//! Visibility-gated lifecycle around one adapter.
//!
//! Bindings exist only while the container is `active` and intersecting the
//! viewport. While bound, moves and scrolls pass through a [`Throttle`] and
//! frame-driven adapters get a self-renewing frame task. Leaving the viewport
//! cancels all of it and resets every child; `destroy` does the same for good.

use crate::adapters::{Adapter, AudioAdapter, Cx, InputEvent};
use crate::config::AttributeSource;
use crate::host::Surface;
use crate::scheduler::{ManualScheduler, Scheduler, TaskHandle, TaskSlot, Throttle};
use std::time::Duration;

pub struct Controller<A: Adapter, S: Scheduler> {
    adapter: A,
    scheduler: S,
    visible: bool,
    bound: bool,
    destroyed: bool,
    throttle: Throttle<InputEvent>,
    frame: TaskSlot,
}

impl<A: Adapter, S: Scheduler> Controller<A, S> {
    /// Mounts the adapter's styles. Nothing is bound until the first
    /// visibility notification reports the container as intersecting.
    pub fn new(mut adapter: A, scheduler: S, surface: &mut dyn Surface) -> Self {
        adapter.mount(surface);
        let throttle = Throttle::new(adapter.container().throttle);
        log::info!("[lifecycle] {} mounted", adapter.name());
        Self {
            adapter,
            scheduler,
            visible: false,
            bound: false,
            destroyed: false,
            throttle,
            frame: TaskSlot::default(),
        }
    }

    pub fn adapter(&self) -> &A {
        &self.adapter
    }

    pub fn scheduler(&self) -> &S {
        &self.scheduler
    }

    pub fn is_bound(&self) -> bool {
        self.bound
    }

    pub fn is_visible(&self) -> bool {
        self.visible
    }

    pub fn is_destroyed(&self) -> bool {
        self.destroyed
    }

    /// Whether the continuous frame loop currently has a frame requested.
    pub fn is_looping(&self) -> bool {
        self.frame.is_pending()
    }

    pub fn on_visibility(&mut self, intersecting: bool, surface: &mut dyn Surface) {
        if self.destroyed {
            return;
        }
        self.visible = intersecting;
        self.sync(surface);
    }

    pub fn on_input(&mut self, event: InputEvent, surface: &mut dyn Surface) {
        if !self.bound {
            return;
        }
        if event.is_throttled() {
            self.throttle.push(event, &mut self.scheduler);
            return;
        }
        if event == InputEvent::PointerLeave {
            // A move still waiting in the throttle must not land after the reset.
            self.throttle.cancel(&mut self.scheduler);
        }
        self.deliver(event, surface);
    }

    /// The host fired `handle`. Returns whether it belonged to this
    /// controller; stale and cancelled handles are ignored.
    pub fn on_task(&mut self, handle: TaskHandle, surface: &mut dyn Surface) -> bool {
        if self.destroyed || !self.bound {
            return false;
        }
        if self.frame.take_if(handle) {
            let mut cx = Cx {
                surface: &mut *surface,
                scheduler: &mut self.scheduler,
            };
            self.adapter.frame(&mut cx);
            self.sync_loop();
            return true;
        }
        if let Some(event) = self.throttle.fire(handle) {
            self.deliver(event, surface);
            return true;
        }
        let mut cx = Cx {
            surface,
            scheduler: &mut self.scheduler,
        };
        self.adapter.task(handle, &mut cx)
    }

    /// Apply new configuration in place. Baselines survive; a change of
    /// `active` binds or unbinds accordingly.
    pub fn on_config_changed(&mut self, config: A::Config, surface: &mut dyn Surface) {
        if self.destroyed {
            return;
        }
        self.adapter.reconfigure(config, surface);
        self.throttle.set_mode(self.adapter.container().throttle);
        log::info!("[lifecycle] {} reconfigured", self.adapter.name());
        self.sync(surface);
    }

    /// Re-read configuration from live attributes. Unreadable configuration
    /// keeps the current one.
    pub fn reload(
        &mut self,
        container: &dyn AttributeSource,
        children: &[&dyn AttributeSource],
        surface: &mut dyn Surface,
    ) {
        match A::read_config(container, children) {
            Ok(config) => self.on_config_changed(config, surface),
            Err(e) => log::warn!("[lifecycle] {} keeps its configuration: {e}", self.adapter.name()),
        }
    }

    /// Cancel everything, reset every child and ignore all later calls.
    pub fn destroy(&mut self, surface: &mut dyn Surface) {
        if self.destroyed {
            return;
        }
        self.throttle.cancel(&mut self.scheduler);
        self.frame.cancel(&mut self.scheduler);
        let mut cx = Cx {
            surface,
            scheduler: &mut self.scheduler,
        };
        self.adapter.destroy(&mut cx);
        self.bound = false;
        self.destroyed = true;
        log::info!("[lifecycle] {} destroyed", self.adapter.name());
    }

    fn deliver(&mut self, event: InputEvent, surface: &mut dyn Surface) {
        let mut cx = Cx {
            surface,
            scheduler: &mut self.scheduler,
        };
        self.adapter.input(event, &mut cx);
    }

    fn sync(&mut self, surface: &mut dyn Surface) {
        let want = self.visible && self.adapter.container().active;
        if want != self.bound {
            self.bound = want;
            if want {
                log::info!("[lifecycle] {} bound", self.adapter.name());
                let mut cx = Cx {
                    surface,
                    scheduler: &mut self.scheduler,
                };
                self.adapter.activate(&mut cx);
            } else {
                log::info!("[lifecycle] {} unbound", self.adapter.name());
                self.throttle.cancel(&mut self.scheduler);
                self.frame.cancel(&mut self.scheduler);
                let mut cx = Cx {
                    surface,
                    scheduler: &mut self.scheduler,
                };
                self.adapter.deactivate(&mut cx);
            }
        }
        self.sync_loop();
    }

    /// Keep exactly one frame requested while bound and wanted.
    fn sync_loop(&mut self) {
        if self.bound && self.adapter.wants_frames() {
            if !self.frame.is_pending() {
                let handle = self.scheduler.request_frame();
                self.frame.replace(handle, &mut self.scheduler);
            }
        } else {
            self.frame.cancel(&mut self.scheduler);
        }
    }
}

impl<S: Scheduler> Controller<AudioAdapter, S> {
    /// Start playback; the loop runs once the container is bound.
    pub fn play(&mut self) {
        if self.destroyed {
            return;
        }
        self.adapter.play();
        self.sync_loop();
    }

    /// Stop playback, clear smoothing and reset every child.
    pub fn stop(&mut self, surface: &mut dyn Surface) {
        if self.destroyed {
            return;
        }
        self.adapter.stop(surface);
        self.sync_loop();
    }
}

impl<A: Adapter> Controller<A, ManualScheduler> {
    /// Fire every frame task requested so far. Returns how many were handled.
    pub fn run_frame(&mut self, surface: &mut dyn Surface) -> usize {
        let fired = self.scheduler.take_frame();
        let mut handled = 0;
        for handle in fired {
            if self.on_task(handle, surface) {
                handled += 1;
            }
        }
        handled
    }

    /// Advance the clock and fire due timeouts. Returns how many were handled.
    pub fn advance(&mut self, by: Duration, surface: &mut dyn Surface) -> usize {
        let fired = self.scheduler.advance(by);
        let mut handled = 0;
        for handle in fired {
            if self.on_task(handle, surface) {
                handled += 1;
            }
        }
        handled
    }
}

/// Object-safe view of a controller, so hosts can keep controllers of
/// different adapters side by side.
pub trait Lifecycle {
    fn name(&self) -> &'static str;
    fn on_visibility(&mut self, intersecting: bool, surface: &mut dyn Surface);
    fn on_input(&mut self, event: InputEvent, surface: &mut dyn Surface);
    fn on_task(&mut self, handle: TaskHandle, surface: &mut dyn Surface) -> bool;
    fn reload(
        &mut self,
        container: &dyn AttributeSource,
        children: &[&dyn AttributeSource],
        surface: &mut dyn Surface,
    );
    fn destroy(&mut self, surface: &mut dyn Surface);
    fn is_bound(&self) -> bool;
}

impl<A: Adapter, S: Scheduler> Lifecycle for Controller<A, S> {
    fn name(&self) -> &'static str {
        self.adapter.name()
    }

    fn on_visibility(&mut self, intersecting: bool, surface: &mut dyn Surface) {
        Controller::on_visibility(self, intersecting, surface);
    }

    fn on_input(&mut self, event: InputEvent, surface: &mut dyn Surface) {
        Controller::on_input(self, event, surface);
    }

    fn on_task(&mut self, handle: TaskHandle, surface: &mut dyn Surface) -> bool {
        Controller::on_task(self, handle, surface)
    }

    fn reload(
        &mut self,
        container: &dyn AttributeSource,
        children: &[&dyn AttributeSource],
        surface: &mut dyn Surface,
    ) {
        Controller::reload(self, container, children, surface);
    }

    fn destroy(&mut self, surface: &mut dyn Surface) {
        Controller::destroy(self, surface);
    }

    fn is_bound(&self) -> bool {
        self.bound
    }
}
* * *
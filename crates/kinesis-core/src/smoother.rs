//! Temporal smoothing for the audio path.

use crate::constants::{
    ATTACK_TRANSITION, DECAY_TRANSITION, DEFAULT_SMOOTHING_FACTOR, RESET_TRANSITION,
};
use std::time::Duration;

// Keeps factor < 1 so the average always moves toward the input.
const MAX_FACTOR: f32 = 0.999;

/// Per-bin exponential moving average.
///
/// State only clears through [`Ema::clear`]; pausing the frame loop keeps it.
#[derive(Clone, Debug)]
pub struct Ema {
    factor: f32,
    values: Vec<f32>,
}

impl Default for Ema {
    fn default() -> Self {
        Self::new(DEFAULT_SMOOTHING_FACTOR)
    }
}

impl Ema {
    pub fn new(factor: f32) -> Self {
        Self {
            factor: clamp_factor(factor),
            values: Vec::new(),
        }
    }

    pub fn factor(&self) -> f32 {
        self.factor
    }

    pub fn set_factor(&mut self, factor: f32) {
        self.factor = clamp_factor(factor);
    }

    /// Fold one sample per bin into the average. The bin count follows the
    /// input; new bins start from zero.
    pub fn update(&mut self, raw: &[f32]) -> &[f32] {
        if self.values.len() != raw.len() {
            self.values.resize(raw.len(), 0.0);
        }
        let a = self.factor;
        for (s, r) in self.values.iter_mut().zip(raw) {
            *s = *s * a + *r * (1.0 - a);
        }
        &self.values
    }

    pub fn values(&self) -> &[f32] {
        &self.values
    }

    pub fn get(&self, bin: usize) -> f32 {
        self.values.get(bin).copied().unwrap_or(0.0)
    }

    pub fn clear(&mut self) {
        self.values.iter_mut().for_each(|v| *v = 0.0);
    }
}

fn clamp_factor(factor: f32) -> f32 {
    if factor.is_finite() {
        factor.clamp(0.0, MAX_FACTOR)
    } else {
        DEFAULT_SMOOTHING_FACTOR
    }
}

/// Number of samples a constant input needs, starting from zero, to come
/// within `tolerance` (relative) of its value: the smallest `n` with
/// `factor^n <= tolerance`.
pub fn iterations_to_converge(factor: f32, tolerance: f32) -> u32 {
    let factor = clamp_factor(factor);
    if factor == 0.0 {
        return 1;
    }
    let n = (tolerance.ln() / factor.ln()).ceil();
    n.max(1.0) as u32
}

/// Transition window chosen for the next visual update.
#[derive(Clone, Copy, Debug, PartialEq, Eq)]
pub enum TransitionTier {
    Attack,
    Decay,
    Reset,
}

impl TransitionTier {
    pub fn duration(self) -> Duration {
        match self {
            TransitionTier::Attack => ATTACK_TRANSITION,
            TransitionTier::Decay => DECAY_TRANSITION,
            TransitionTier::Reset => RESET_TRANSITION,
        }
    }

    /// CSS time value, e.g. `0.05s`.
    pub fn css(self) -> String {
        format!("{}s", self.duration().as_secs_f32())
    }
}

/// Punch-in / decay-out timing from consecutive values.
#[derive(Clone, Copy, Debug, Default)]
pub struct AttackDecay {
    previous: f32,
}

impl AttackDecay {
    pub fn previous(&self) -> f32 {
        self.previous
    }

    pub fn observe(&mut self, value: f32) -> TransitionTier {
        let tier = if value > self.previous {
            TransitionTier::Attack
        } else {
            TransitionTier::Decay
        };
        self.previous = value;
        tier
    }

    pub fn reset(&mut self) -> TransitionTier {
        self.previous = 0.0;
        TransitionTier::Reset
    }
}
---
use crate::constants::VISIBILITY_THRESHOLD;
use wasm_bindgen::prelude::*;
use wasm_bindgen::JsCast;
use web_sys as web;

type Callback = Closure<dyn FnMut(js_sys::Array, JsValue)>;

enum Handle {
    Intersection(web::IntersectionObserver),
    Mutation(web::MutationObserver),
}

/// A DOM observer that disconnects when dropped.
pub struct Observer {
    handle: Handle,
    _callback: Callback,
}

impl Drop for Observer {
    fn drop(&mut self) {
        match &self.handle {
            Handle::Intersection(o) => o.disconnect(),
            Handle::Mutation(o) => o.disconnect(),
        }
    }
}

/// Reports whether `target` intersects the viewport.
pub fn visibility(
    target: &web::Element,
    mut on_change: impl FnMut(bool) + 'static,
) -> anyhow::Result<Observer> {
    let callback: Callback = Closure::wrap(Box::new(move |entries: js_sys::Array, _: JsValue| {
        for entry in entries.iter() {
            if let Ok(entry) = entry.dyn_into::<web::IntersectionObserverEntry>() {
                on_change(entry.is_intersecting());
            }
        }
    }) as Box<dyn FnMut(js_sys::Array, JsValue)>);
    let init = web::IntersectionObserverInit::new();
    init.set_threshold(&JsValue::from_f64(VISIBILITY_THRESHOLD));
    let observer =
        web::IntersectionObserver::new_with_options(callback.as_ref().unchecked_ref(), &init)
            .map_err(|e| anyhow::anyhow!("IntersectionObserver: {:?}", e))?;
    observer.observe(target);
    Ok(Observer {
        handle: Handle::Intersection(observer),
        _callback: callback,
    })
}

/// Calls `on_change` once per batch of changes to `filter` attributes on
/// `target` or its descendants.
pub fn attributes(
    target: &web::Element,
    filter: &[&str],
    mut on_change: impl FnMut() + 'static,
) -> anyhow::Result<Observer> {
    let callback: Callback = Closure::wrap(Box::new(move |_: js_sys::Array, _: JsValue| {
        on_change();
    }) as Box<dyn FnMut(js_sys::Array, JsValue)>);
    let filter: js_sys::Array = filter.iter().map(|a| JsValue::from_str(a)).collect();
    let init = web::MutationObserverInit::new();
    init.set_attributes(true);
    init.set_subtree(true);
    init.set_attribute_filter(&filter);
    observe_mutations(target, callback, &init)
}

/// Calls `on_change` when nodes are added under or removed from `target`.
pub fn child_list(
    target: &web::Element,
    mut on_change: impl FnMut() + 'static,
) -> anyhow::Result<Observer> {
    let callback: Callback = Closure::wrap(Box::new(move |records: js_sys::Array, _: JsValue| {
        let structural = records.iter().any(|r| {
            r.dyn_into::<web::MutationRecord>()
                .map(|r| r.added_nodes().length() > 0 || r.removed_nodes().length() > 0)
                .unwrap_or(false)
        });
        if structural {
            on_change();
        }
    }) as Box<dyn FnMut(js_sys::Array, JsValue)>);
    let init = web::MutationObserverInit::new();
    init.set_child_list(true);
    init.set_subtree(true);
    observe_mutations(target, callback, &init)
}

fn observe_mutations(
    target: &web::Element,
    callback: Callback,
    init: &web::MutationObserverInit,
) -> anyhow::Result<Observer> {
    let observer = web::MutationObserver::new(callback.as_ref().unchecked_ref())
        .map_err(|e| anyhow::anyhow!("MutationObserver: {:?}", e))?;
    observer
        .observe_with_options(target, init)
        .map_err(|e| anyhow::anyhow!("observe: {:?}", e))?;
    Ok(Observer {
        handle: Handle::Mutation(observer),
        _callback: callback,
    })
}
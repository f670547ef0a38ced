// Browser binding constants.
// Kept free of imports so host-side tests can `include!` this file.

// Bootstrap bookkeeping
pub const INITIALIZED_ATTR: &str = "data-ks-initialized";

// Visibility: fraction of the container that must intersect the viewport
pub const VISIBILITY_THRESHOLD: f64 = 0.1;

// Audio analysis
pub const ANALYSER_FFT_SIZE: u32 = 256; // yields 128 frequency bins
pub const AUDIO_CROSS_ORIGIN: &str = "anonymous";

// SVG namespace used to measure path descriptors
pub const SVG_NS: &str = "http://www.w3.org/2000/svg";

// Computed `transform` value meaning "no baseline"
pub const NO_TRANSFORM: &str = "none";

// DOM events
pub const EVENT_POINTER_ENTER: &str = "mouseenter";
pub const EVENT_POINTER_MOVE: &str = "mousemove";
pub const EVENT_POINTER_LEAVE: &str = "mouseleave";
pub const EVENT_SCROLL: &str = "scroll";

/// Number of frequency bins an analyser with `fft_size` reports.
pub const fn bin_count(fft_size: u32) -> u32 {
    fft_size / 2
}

:: DIRECTIONS FOR THIS TASK ::
Please copy each line of the material that contains the word "previous".

:: WRITTEN REPLY ::
    previous: f32,
    pub fn previous(&self) -> f32 {
        self.previous
        let tier = if value > self.previous {
        self.previous = value;
        self.previous = 0.0;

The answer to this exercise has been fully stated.